##### Supplied data #####

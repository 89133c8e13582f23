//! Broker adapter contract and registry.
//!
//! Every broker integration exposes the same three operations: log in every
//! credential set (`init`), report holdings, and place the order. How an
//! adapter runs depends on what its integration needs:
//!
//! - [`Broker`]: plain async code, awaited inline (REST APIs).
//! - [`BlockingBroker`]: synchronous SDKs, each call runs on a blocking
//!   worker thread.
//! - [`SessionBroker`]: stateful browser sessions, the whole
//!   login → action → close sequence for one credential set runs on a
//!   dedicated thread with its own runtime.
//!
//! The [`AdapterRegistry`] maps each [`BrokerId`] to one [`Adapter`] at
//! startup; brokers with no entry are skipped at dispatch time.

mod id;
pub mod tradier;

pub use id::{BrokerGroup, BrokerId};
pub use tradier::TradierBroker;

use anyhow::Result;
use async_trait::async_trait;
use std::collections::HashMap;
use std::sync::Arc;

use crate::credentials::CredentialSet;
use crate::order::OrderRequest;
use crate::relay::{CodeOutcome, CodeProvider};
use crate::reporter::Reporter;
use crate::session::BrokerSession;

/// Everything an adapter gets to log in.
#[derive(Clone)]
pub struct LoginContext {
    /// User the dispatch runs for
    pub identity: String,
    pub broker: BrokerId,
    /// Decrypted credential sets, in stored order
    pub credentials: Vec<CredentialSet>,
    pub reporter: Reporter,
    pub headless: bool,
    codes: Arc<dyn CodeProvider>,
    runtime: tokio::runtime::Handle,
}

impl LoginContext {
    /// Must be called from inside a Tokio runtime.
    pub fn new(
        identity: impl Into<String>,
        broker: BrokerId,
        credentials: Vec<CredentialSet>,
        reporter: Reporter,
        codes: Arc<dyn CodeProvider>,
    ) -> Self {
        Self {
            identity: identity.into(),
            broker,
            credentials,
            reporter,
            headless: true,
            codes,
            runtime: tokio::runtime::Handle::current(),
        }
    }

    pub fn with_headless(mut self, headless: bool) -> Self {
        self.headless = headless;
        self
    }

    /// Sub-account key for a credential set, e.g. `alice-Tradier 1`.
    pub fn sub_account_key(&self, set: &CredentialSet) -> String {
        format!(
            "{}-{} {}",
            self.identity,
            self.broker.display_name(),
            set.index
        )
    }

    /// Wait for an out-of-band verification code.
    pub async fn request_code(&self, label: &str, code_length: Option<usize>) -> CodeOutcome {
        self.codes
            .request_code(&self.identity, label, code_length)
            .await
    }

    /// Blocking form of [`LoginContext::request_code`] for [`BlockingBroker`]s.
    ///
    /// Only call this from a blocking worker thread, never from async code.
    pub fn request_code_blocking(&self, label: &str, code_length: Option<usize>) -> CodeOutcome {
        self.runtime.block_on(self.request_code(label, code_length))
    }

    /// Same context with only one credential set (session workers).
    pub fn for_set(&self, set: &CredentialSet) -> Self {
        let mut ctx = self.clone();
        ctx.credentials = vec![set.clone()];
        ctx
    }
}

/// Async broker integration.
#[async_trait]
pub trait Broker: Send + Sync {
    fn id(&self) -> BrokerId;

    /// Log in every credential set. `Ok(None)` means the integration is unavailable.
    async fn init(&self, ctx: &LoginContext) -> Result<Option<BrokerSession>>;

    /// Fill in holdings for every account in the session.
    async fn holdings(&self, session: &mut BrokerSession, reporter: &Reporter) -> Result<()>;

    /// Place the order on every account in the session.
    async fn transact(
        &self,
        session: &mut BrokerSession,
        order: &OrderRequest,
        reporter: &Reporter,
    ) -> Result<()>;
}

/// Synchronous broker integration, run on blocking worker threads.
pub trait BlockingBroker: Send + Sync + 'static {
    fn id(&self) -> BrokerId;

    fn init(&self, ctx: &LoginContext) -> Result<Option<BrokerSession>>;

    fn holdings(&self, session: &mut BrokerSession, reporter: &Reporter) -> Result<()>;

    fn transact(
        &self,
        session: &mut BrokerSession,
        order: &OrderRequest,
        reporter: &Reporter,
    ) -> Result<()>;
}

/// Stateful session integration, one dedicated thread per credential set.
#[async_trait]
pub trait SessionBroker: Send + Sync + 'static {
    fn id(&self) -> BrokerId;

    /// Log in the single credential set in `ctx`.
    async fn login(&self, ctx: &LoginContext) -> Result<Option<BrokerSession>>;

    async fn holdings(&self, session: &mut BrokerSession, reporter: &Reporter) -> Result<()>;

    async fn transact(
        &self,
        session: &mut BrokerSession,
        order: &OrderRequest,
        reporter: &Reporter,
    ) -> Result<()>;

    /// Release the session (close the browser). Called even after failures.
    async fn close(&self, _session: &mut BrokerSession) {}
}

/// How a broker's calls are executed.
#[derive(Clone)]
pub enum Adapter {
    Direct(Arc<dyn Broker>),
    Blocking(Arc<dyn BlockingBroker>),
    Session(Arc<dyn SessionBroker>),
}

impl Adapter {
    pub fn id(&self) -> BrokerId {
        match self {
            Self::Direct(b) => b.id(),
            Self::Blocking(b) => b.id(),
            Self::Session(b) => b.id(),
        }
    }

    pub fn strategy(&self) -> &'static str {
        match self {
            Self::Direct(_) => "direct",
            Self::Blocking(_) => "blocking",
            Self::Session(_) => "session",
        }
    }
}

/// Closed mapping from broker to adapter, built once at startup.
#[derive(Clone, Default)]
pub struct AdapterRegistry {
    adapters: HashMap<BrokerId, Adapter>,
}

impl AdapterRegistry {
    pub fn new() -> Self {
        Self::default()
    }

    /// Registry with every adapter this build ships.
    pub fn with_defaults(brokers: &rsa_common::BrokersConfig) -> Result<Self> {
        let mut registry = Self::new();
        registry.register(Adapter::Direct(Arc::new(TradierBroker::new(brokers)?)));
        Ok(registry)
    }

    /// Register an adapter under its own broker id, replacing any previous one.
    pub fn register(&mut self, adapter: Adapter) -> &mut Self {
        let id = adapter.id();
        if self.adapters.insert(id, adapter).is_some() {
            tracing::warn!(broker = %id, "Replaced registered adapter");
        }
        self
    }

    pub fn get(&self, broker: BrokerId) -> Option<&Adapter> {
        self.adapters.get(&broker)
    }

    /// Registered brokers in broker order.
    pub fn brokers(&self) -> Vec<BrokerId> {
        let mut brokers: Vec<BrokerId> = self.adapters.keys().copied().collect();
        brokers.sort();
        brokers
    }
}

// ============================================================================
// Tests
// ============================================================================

#####

* **Activity**
In the entries above, find each line containing the string "holdings" and copy it.

* **Your solution**
//! credential set (`init`), report holdings, and place the order. How an
    /// Fill in holdings for every account in the session.
    async fn holdings(&self, session: &mut BrokerSession, reporter: &Reporter) -> Result<()>;
    fn holdings(&self, session: &mut BrokerSession, reporter: &Reporter) -> Result<()>;
    async fn holdings(&self, session: &mut BrokerSession, reporter: &Reporter) -> Result<()>;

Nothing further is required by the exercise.